= Data provided =
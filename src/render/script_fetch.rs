// Copyright (c) 2026 Bountyy Oy. All rights reserved.
// This software is proprietary and confidential.

/**
 * Bountyy Oy - Direct Script Fetcher
 * Policy-checked HTTP client for external script bodies: manual redirect
 * resolution, identity encoding, hard body cap
 *
 * @copyright 2026 Bountyy Oy
 * @license Proprietary - Enterprise Edition
 */

use reqwest::{redirect, Client};
use std::collections::HashMap;
use std::sync::atomic::{AtomicUsize, Ordering};
use std::time::Duration;
use tracing::{debug, warn};
use url::Url;

use crate::errors::{HttpError, NetworkError, ScannerError, ScannerResult};
use crate::policy::TargetPolicy;

/// Realistic browser User-Agents to avoid trivial blocks
const BROWSER_USER_AGENTS: &[&str] = &[
    // Chrome on Windows
    "Mozilla/5.0 (Windows NT 10.0; Win64; x64) AppleWebKit/537.36 (KHTML, like Gecko) Chrome/126.0.0.0 Safari/537.36",
    // Chrome on macOS
    "Mozilla/5.0 (Macintosh; Intel Mac OS X 10_15_7) AppleWebKit/537.36 (KHTML, like Gecko) Chrome/126.0.0.0 Safari/537.36",
    // Firefox on Windows
    "Mozilla/5.0 (Windows NT 10.0; Win64; x64; rv:127.0) Gecko/20100101 Firefox/127.0",
    // Safari on macOS
    "Mozilla/5.0 (Macintosh; Intel Mac OS X 10_15_7) AppleWebKit/605.1.15 (KHTML, like Gecko) Version/17.4 Safari/605.1.15",
];

fn next_user_agent() -> &'static str {
    static COUNTER: AtomicUsize = AtomicUsize::new(0);
    let index = COUNTER.fetch_add(1, Ordering::Relaxed) % BROWSER_USER_AGENTS.len();
    BROWSER_USER_AGENTS[index]
}

const MAX_REDIRECTS: usize = 5;

/// A fetched document with its response metadata.
#[derive(Debug, Clone)]
pub struct FetchedResponse {
    pub final_url: String,
    pub status: u16,
    /// Header names lower-cased; Set-Cookie excluded (see `set_cookies`).
    pub headers: HashMap<String, String>,
    pub set_cookies: Vec<String>,
    pub body: Vec<u8>,
}

/// Policy-enforcing fetcher used for external scripts, source maps and the
/// document-header capture.
#[derive(Clone)]
pub struct ScriptFetcher {
    client: Client,
    policy: TargetPolicy,
    max_body_bytes: usize,
}

impl ScriptFetcher {
    pub fn new(
        policy: TargetPolicy,
        timeout: Duration,
        max_body_bytes: usize,
    ) -> ScannerResult<Self> {
        // Redirects are followed manually so every hop passes the SSRF policy.
        let client = Client::builder()
            .timeout(timeout)
            .redirect(redirect::Policy::none())
            .build()
            .map_err(|e| ScannerError::General(format!("Failed to build fetch client: {}", e)))?;

        Ok(Self {
            client,
            policy,
            max_body_bytes,
        })
    }

    fn is_retryable_status(status: u16) -> bool {
        matches!(status, 408 | 429 | 500 | 502 | 503 | 504)
    }

    /// Fetch a URL, following up to 5 redirects with resolved absolute URLs.
    /// Every hop is validated against the SSRF policy.
    pub async fn fetch(&self, url: &str) -> ScannerResult<FetchedResponse> {
        let mut current = self.policy.validate_target_url(url).await?;

        for _ in 0..=MAX_REDIRECTS {
            let response = self
                .client
                .get(current.as_str())
                .header("Accept-Encoding", "identity")
                .header("User-Agent", next_user_agent())
                .send()
                .await?;

            let status = response.status();

            if status.is_redirection() {
                let location = response
                    .headers()
                    .get("location")
                    .and_then(|v| v.to_str().ok())
                    .ok_or_else(|| {
                        ScannerError::Http(HttpError::Other(format!(
                            "Redirect without Location from {}",
                            current
                        )))
                    })?;
                let next = current.join(location).map_err(|_| {
                    ScannerError::Network(NetworkError::InvalidUrl {
                        url: location.to_string(),
                    })
                })?;
                debug!(from = %current, to = %next, "Following redirect");
                current = self.policy.validate_target_url(next.as_str()).await?;
                continue;
            }

            let headers = lowercase_headers(&response);
            let set_cookies = collect_set_cookies(&response);
            let final_url = current.to_string();

            // Enforce the body cap while streaming; Content-Length may lie.
            if let Some(length) = response.content_length() {
                if length as usize > self.max_body_bytes {
                    return Err(ScannerError::Http(HttpError::BodyTooLarge {
                        url: final_url,
                        size: length as usize,
                        max_size: self.max_body_bytes,
                    }));
                }
            }

            let mut body: Vec<u8> = Vec::new();
            let mut stream = response;
            while let Some(chunk) = stream.chunk().await? {
                if body.len() + chunk.len() > self.max_body_bytes {
                    return Err(ScannerError::Http(HttpError::BodyTooLarge {
                        url: final_url,
                        size: body.len() + chunk.len(),
                        max_size: self.max_body_bytes,
                    }));
                }
                body.extend_from_slice(&chunk);
            }

            return Ok(FetchedResponse {
                final_url,
                status: status.as_u16(),
                headers,
                set_cookies,
                body,
            });
        }

        Err(ScannerError::Network(NetworkError::TooManyRedirects {
            url: url.to_string(),
            max_redirects: MAX_REDIRECTS,
        }))
    }

    /// Fetch a script body as text with one extra attempt on transient
    /// failures; non-2xx statuses are errors.
    pub async fn fetch_script(&self, url: &str) -> ScannerResult<String> {
        let response = match self.fetch(url).await {
            Ok(response) if Self::is_retryable_status(response.status) => {
                debug!(url, status = response.status, "Transient status, retrying once");
                self.fetch(url).await?
            }
            Ok(response) => response,
            Err(e) if e.is_retryable() => {
                debug!(url, error = %e, "Fetch failed, retrying once");
                self.fetch(url).await?
            }
            Err(e) => return Err(e),
        };

        if !(200..300).contains(&response.status) {
            warn!(url, status = response.status, "Script fetch returned non-success");
            let err = if response.status >= 500 {
                HttpError::ServerError {
                    status_code: response.status,
                    url: url.to_string(),
                }
            } else {
                HttpError::ClientError {
                    status_code: response.status,
                    url: url.to_string(),
                }
            };
            return Err(ScannerError::Http(err));
        }
        Ok(String::from_utf8_lossy(&response.body).into_owned())
    }

    pub fn resolve(&self, base: &str, relative: &str) -> Option<Url> {
        Url::parse(base).ok()?.join(relative).ok()
    }
}

fn lowercase_headers(response: &reqwest::Response) -> HashMap<String, String> {
    let mut map = HashMap::with_capacity(response.headers().len());
    for (name, value) in response.headers() {
        let name = name.as_str().to_ascii_lowercase();
        if name == "set-cookie" {
            continue;
        }
        if let Ok(value) = value.to_str() {
            // Repeated headers collapse comma-separated, matching browsers.
            map.entry(name)
                .and_modify(|existing: &mut String| {
                    existing.push_str(", ");
                    existing.push_str(value);
                })
                .or_insert_with(|| value.to_string());
        }
    }
    map
}

fn collect_set_cookies(response: &reqwest::Response) -> Vec<String> {
    response
        .headers()
        .get_all("set-cookie")
        .iter()
        .filter_map(|v| v.to_str().ok().map(|s| s.to_string()))
        .collect()
}

/// Extract the sourceMappingURL reference from a script body's trailer, when
/// one is present in its final lines.
pub fn source_mapping_url(script_body: &str) -> Option<&str> {
    script_body
        .lines()
        .rev()
        .take(3)
        .find_map(|line| {
            let trimmed = line.trim();
            trimmed
                .strip_prefix("//# sourceMappingURL=")
                .or_else(|| trimmed.strip_prefix("//@ sourceMappingURL="))
        })
        .map(str::trim)
        .filter(|v| !v.is_empty() && !v.starts_with("data:"))
}

#[cfg(test)]
mod tests {
    use super::*;

    #[test]
    fn test_source_mapping_url_trailer() {
        let body = "var x = 1;\nconsole.log(x);\n//# sourceMappingURL=app.js.map\n";
        assert_eq!(source_mapping_url(body), Some("app.js.map"));
    }

    #[test]
    fn test_source_mapping_url_legacy_syntax() {
        let body = "var x;\n//@ sourceMappingURL=bundle.map";
        assert_eq!(source_mapping_url(body), Some("bundle.map"));
    }

    #[test]
    fn test_source_mapping_url_absent() {
        assert_eq!(source_mapping_url("var x = 1;"), None);
    }

    #[test]
    fn test_source_mapping_url_ignores_data_uris() {
        let body = "x;\n//# sourceMappingURL=data:application/json;base64,AAAA";
        assert_eq!(source_mapping_url(body), None);
    }

    #[test]
    fn test_source_mapping_url_only_in_trailer() {
        let body = "//# sourceMappingURL=early.map\nline\nline\nline\nline\nline";
        assert_eq!(source_mapping_url(body), None);
    }

    #[test]
    fn test_user_agent_rotation() {
        let first = next_user_agent();
        let second = next_user_agent();
        assert!(first.starts_with("Mozilla/5.0"));
        assert_ne!(first, second);
    }
}
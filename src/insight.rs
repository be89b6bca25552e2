// Copyright (c) 2026 Bountyy Oy. All rights reserved.
// This software is proprietary and confidential.

/**
 * Bountyy Oy - Insight Provider
 * Pluggable report-enrichment seam: a no-op default and an HTTP provider
 * that POSTs a context blob and returns the text body
 *
 * @copyright 2026 Bountyy Oy
 * @license Proprietary - Enterprise Edition
 */

use reqwest::Client;
use serde_json::Value;
use tracing::{debug, warn};

use crate::config::LimitsConfig;

/// External report-enrichment collaborator. The core only guarantees: given a
/// JSON context blob, POST it to the configured endpoint and return the text
/// body. Without an endpoint the provider is a no-op.
#[derive(Clone)]
pub enum InsightProvider {
    Noop,
    Http {
        client: Client,
        endpoint: String,
    },
}

impl InsightProvider {
    pub fn from_config(limits: &LimitsConfig) -> Self {
        match &limits.insight_endpoint {
            Some(endpoint) => {
                let client = Client::builder()
                    .timeout(limits.insight_timeout)
                    .build()
                    .unwrap_or_default();
                Self::Http {
                    client,
                    endpoint: endpoint.clone(),
                }
            }
            None => Self::Noop,
        }
    }

    pub fn noop() -> Self {
        Self::Noop
    }

    #[cfg(test)]
    pub fn http(endpoint: &str, timeout: std::time::Duration) -> Self {
        Self::Http {
            client: Client::builder().timeout(timeout).build().unwrap_or_default(),
            endpoint: endpoint.to_string(),
        }
    }

    pub fn is_enabled(&self) -> bool {
        matches!(self, Self::Http { .. })
    }

    /// Generate an insight text for a context blob. Failures degrade to None;
    /// results never depend on this collaborator.
    pub async fn generate(&self, context: &Value) -> Option<String> {
        match self {
            Self::Noop => None,
            Self::Http { client, endpoint } => {
                let response = match client.post(endpoint).json(context).send().await {
                    Ok(response) => response,
                    Err(e) => {
                        warn!(error = %e, "Insight provider request failed");
                        return None;
                    }
                };

                if !response.status().is_success() {
                    warn!(
                        status = response.status().as_u16(),
                        "Insight provider returned non-success"
                    );
                    return None;
                }

                match response.text().await {
                    Ok(text) if !text.trim().is_empty() => {
                        debug!(chars = text.len(), "Insight generated");
                        Some(text)
                    }
                    Ok(_) => None,
                    Err(e) => {
                        warn!(error = %e, "Insight provider body read failed");
                        None
                    }
                }
            }
        }
    }
}

#[cfg(test)]
mod tests {
    use super::*;
    use serde_json::json;
    use std::time::Duration;

    #[tokio::test]
    async fn test_noop_returns_none() {
        let provider = InsightProvider::noop();
        assert!(!provider.is_enabled());
        assert!(provider.generate(&json!({"scan": "x"})).await.is_none());
    }

    #[tokio::test]
    async fn test_http_failure_degrades_to_none() {
        // Nothing listens on this port; the provider must swallow the error.
        let provider =
            InsightProvider::http("http://127.0.0.1:1/insight", Duration::from_millis(200));
        assert!(provider.is_enabled());
        assert!(provider.generate(&json!({})).await.is_none());
    }
}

= Work to complete =
Scan the data above; copy every line where "errors" appears.

= Answer =
use crate::errors::{HttpError, NetworkError, ScannerError, ScannerResult};
    /// failures; non-2xx statuses are errors.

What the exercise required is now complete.